= R. D. McNaughton Building =

The McNaughton Building is a historic property in the town of Moosomin, Saskatchewan.

==Heritage designation==
Designated in 2004, the McNaughton Building is a Municipal Heritage Property situated on two large lots in the town of Moosomin. The property features a two storey brick and fieldstone commercial building constructed between 1886 and 1890.

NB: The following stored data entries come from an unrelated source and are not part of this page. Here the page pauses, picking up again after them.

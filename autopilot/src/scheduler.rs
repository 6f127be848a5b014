//! The unattended loop: scan, decide, dispatch, record, wait, repeat.
//!
//! One [`Scheduler::tick`] is one iteration. It re-reads the roadmap, computes
//! the actionable set and then does exactly one of:
//!
//! - **cooling**: the consecutive-failure breaker is open; wait out
//!   [`COOLING_PERIOD`] and reset the counter.
//! - **idle**: nothing to do; maybe send a heartbeat and a day summary.
//! - **active**: take the top item and either subdivide it or dispatch it.
//!
//! [`Scheduler::run`] repeats ticks with the configured delays until the
//! [`StopSignal`] fires. Errors from the store, telemetry or git inside an
//! iteration are logged and never end the loop.

use std::collections::HashSet;
use std::fmt;
use std::fs;
use std::path::PathBuf;
use std::sync::Arc;
use std::sync::atomic::{AtomicBool, Ordering};
use std::time::Duration;

use chrono::{DateTime, NaiveDate, Utc};
use tracing::{debug, info, instrument, warn};

use crate::commit::{CommitOutcome, CommitPolicy, Committer};
use crate::core::mode::{COOLING_PERIOD, decide, heartbeat_due, summary_due};
use crate::core::router::RoutingRules;
use crate::core::selector::actionable;
use crate::core::subdivider::{is_vague, subdivide};
use crate::core::types::{Category, Mode, SessionStats, WorkItem};
use crate::handlers::{HandlerSet, dispatch};
use crate::io::activity_log::ActivityLog;
use crate::io::clock::Clock;
use crate::io::config::{AutopilotConfig, SchedulerConfig};
use crate::io::init::AutopilotPaths;
use crate::io::notifier::Notifier;
use crate::io::roadmap_store::RoadmapStore;
use crate::io::session::write_session;

/// Longest uninterrupted sleep; the stop signal is polled between slices.
const STOP_POLL_INTERVAL: Duration = Duration::from_secs(1);
/// Handler output kept in activity log lines.
const LOGGED_OUTPUT_CHARS: usize = 400;

/// Cooperative stop request: an in-process flag plus an optional sentinel file.
#[derive(Debug, Clone, Default)]
pub struct StopSignal {
    flag: Arc<AtomicBool>,
    sentinel: Option<PathBuf>,
}

impl StopSignal {
    pub fn new() -> Self {
        Self::default()
    }

    /// Also stop when `path` exists.
    pub fn with_sentinel(path: impl Into<PathBuf>) -> Self {
        Self {
            flag: Arc::default(),
            sentinel: Some(path.into()),
        }
    }

    pub fn request_stop(&self) {
        self.flag.store(true, Ordering::SeqCst);
    }

    pub fn is_stopped(&self) -> bool {
        self.flag.load(Ordering::SeqCst)
            || self.sentinel.as_ref().is_some_and(|path| path.exists())
    }

    /// Remove a consumed sentinel so the next start is not stopped by it.
    fn clear_sentinel(&self) {
        if let Some(path) = &self.sentinel
            && path.exists()
            && let Err(err) = fs::remove_file(path)
        {
            warn!(err = %err, path = %path.display(), "failed to remove stop sentinel");
        }
    }
}

/// Mutable loop state owned by one scheduler instance.
#[derive(Debug, Clone)]
pub struct SchedulerState {
    /// Item texts that failed in this process; never retried until restart.
    pub failed: HashSet<String>,
    pub commit: CommitPolicy,
    pub last_heartbeat: Option<DateTime<Utc>>,
    pub last_summary_day: NaiveDate,
    pub iterations: u64,
}

impl SchedulerState {
    pub fn new(started_at: DateTime<Utc>, auto_commit: bool) -> Self {
        Self {
            failed: HashSet::new(),
            commit: CommitPolicy::new(auto_commit),
            last_heartbeat: None,
            last_summary_day: started_at.date_naive(),
            iterations: 0,
        }
    }
}

/// What one iteration did.
#[derive(Debug, Clone, PartialEq, Eq)]
pub enum Tick {
    Cooling,
    Idle {
        heartbeat: bool,
        summary: bool,
    },
    Subdivided {
        text: String,
        added: usize,
    },
    Dispatched {
        text: String,
        category: Option<Category>,
        success: bool,
    },
}

impl Tick {
    pub fn mode(&self) -> Mode {
        match self {
            Self::Cooling => Mode::Cooling,
            Self::Idle { .. } => Mode::Idle,
            Self::Subdivided { .. } | Self::Dispatched { .. } => Mode::Active,
        }
    }
}

impl fmt::Display for Tick {
    fn fmt(&self, f: &mut fmt::Formatter<'_>) -> fmt::Result {
        match self {
            Self::Cooling => write!(f, "cooling"),
            Self::Idle { heartbeat, summary } => {
                write!(f, "idle (heartbeat: {heartbeat}, summary: {summary})")
            }
            Self::Subdivided { text, added } => {
                write!(f, "subdivided: {text} (+{added} items)")
            }
            Self::Dispatched {
                text,
                category,
                success,
            } => {
                let label = category.map_or("unhandled", Category::label);
                let outcome = if *success { "done" } else { "failed" };
                write!(f, "{outcome} [{label}] {text}")
            }
        }
    }
}

pub struct Scheduler<C, H, N, K> {
    config: SchedulerConfig,
    rules: RoutingRules,
    store: RoadmapStore,
    activity: ActivityLog,
    session_path: PathBuf,
    handlers: H,
    notifier: N,
    committer: K,
    clock: C,
    stop: StopSignal,
    stats: SessionStats,
    state: SchedulerState,
}

impl<C, H, N, K> Scheduler<C, H, N, K>
where
    C: Clock,
    H: HandlerSet,
    N: Notifier,
    K: Committer,
{
    /// Build a scheduler for a fresh session. Prior telemetry is not loaded.
    pub fn new(
        cfg: &AutopilotConfig,
        paths: &AutopilotPaths,
        handlers: H,
        notifier: N,
        committer: K,
        clock: C,
        stop: StopSignal,
    ) -> Self {
        let started_at = clock.now();
        Self {
            config: cfg.scheduler.clone(),
            rules: cfg.routing.clone(),
            store: RoadmapStore::new(paths.roadmap_path(cfg)),
            activity: ActivityLog::new(&paths.activity_log_path),
            session_path: paths.session_path.clone(),
            handlers,
            notifier,
            committer,
            clock,
            stop,
            stats: SessionStats::new(started_at),
            state: SchedulerState::new(started_at, cfg.scheduler.auto_commit),
        }
    }

    pub fn stats(&self) -> &SessionStats {
        &self.stats
    }

    pub fn state(&self) -> &SchedulerState {
        &self.state
    }

    pub fn handlers(&self) -> &H {
        &self.handlers
    }

    pub fn notifier(&self) -> &N {
        &self.notifier
    }

    pub fn committer(&self) -> &K {
        &self.committer
    }

    pub fn clock(&self) -> &C {
        &self.clock
    }

    /// Loop until stopped. Returns the number of iterations run.
    pub fn run(&mut self) -> u64 {
        let pending = self.current_actionable().len();
        info!(actionable = pending, "autopilot started");
        self.persist();
        self.record(&format!("started: {pending} actionable"));
        self.notify(&format!("autopilot started: {pending} actionable items"));

        let mut ticks = 0u64;
        while !self.stop.is_stopped() {
            let tick = self.tick();
            ticks += 1;
            let delay = self.delay_after(&tick);
            self.pause(delay);
        }

        info!(ticks, "stop requested");
        self.record("stopped");
        self.persist();
        self.stop.clear_sentinel();
        ticks
    }

    /// Run exactly one iteration without any trailing delay.
    #[instrument(skip_all, fields(iteration = self.state.iterations + 1))]
    pub fn tick(&mut self) -> Tick {
        self.state.iterations += 1;
        let candidates = self.current_actionable();
        self.record(&format!("scan: {} actionable", candidates.len()));

        let mode = decide(
            self.stats.consecutive_failures,
            self.config.max_consecutive_failures,
            candidates.len(),
        );
        debug!(?mode, actionable = candidates.len(), "mode decided");
        match (mode, candidates.into_iter().next()) {
            (Mode::Cooling, _) => self.cool_down(),
            (Mode::Active, Some(item)) => self.work(item),
            _ => self.idle(),
        }
    }

    /// Pause applied after `tick` before the next iteration.
    pub fn delay_after(&self, tick: &Tick) -> Duration {
        match tick {
            // The cooling window is waited out inside the tick.
            Tick::Cooling => Duration::ZERO,
            Tick::Idle { .. } => Duration::from_secs(self.config.idle_scan_interval_secs),
            Tick::Subdivided { .. } | Tick::Dispatched { .. } => {
                Duration::from_secs(self.config.cooldown_secs)
            }
        }
    }

    fn current_actionable(&self) -> Vec<WorkItem> {
        actionable(
            self.store.list_items(),
            self.config.skip_future_phases,
            &self.state.failed,
        )
    }

    fn cool_down(&mut self) -> Tick {
        let failures = self.stats.consecutive_failures;
        warn!(failures, "circuit breaker open, cooling");
        self.record(&format!(
            "cooling: {failures} consecutive failures, pausing {}s",
            COOLING_PERIOD.as_secs()
        ));
        self.notify(&format!(
            "autopilot cooling down after {failures} consecutive failures"
        ));
        self.pause(COOLING_PERIOD);

        self.stats.consecutive_failures = 0;
        self.persist();
        self.record("cooling finished, failure counter reset");
        Tick::Cooling
    }

    fn idle(&mut self) -> Tick {
        let now = self.clock.now();
        let heartbeat = heartbeat_due(
            self.state.last_heartbeat,
            now,
            Duration::from_secs(self.config.heartbeat_interval_secs),
        );
        if heartbeat {
            let message = format!(
                "heartbeat: idle, {} completed, {} failed, {} skipped this session",
                self.stats.completed_count, self.stats.failed_count, self.stats.skipped_count
            );
            self.notify(&message);
            self.record(&message);
            self.state.last_heartbeat = Some(now);
        }

        let summary = summary_due(self.state.last_summary_day, now, self.config.nightly_summary);
        if summary {
            let message = format!(
                "summary for {}: {} completed, {} failed, {} skipped, {} ms busy",
                self.state.last_summary_day,
                self.stats.completed_count,
                self.stats.failed_count,
                self.stats.skipped_count,
                self.stats.total_duration_ms
            );
            self.notify(&message);
            self.record(&message);
            self.state.last_summary_day = now.date_naive();
        }
        Tick::Idle { heartbeat, summary }
    }

    fn work(&mut self, item: WorkItem) -> Tick {
        if is_vague(&item.text)
            && let Some(subtasks) = subdivide(&item.text)
        {
            return self.split(item, &subtasks);
        }

        info!(item = %item.text, "dispatching");
        let (category, result) = dispatch(&self.handlers, &item, &self.rules);
        let label = category.map_or("unhandled", Category::label);
        let now = self.clock.now();

        if result.success {
            match self.store.mark_done(&item.text) {
                Ok(true) => {}
                Ok(false) => {
                    self.record(&format!("roadmap entry changed before mark-done: {}", item.text));
                }
                Err(err) => {
                    // Keep a stuck todo entry from being dispatched again and again.
                    self.state.failed.insert(item.text.clone());
                    self.record(&format!("mark-done failed for {}: {err:#}", item.text));
                }
            }
            self.stats.record_success(&item.text, result.duration_ms, now);
            self.persist();
            self.record(&format!(
                "done [{label}] {} ({} ms): {}",
                item.text,
                result.duration_ms,
                excerpt(&result.output)
            ));
            self.notify(&format!("done: {}", item.text));
            self.commit_after_success(&item.text);
        } else {
            self.stats.record_failure(now);
            self.state.failed.insert(item.text.clone());
            self.persist();
            self.record(&format!(
                "failed [{label}] {} (exit {}): {}",
                item.text,
                result.exit_code,
                excerpt(&result.output)
            ));
            self.notify(&format!("failed: {} (exit {})", item.text, result.exit_code));
        }

        Tick::Dispatched {
            text: item.text,
            category,
            success: result.success,
        }
    }

    fn split(&mut self, item: WorkItem, subtasks: &[String]) -> Tick {
        let added = match self.store.append_items(&item.phase_id, subtasks) {
            Ok(added) => added,
            Err(err) => {
                self.record(&format!("append failed for {}: {err:#}", item.text));
                0
            }
        };
        if let Err(err) = self.store.mark_done(&item.text) {
            self.state.failed.insert(item.text.clone());
            self.record(&format!("mark-done failed for {}: {err:#}", item.text));
        }
        self.stats.record_skip(self.clock.now());
        self.persist();
        info!(item = %item.text, added, "subdivided vague item");
        self.record(&format!("subdivided: {} -> {added} subtasks", item.text));
        Tick::Subdivided {
            text: item.text,
            added,
        }
    }

    fn commit_after_success(&mut self, text: &str) {
        match self.state.commit.record_success(&self.committer, text) {
            Ok(CommitOutcome::Committed { message }) => {
                let subject = message.lines().next().unwrap_or_default().to_string();
                self.record(&format!("commit: {subject}"));
            }
            Ok(CommitOutcome::NothingToCommit) => self.record("commit skipped: no changes"),
            Ok(CommitOutcome::Disabled) => self.record("commit skipped: auto-commit disabled"),
            Ok(CommitOutcome::Pending(_)) => {}
            Err(err) => {
                warn!(err = %format!("{err:#}"), "commit failed");
                self.record(&format!("commit failed: {err:#}"));
            }
        }
    }

    /// Sleep in slices so a stop request is honored promptly.
    fn pause(&self, duration: Duration) {
        let mut remaining = duration;
        while !remaining.is_zero() && !self.stop.is_stopped() {
            let slice = remaining.min(STOP_POLL_INTERVAL);
            self.clock.sleep(slice);
            remaining -= slice;
        }
    }

    fn persist(&self) {
        if let Err(err) = write_session(&self.session_path, &self.stats) {
            warn!(err = %format!("{err:#}"), "failed to write session snapshot");
        }
    }

    fn record(&self, message: &str) {
        if let Err(err) = self.activity.append(self.clock.now(), message) {
            warn!(err = %format!("{err:#}"), "failed to append activity log");
        }
    }

    fn notify(&self, text: &str) {
        if self.notifier.post(text).is_none() {
            debug!("notification not acknowledged");
        }
    }
}

fn excerpt(output: &str) -> String {
    let trimmed = output.trim();
    if trimmed.chars().count() <= LOGGED_OUTPUT_CHARS {
        return trimmed.to_string();
    }
    let mut cut: String = trimmed.chars().take(LOGGED_OUTPUT_CHARS).collect();
    cut.push_str("...");
    cut
}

==Historical background and use==
One of a handful of pre-1890 commercial buildings in Saskatchewan, it was constructed in 1886 with a major addition in 1890. The oldest part of the building was constructed of field stone in the Second Empire style, signified by the mansard roof with inset dormer windows bordered by intricate woodwork. The 1890 brick and fieldstone addition was designed in an elaborate rendition of boomtown commercial architecture. The original owners, the McNaughton family, were prominent in Moosomin from the time R.D. McNaughton established his original wholesale and retail store in 1882. They were the main wholesale supplier for towns across south-eastern Saskatchewan. Although R.D. McNaughton sold the business in 1909, successive owners continued to use the McNaughton name until the closure of the store in 1956.

==New use==
The owner, McNaughton Enterprises Ltd. (2004), is planning to rehabilitate the building in order to make it commercially viable. The building now holds rental suites, many businesses and the Moosomin Family Resource Centre.

==Estimated costs and Government of Canada's contribution==
Total project costs were $75,060. The Government of Canada's contribution reached a total of $15,012.